INPUT FOR THIS TASK START
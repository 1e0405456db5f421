//! Provider API access: HTTP client, payload extraction, lineup and guide fetching

pub mod client;
pub mod fetcher;
pub mod payload;

pub use client::{Endpoint, HttpProviderApi, ProviderApi, RetryPolicy};
pub use fetcher::{FetchOptions, GuideFetch, GuideFetcher};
INPUT FOR THIS TASK END
WORK ITEM
Exactly as written, copy the lines from the one containing "and guide fetching" to the end of the entries, both ends included.

ANSWER TO THIS PROBLEM
//! Provider API access: HTTP client, payload extraction, lineup and guide fetching

pub mod client;
pub mod fetcher;
pub mod payload;

pub use client::{Endpoint, HttpProviderApi, ProviderApi, RetryPolicy};
pub use fetcher::{FetchOptions, GuideFetch, GuideFetcher};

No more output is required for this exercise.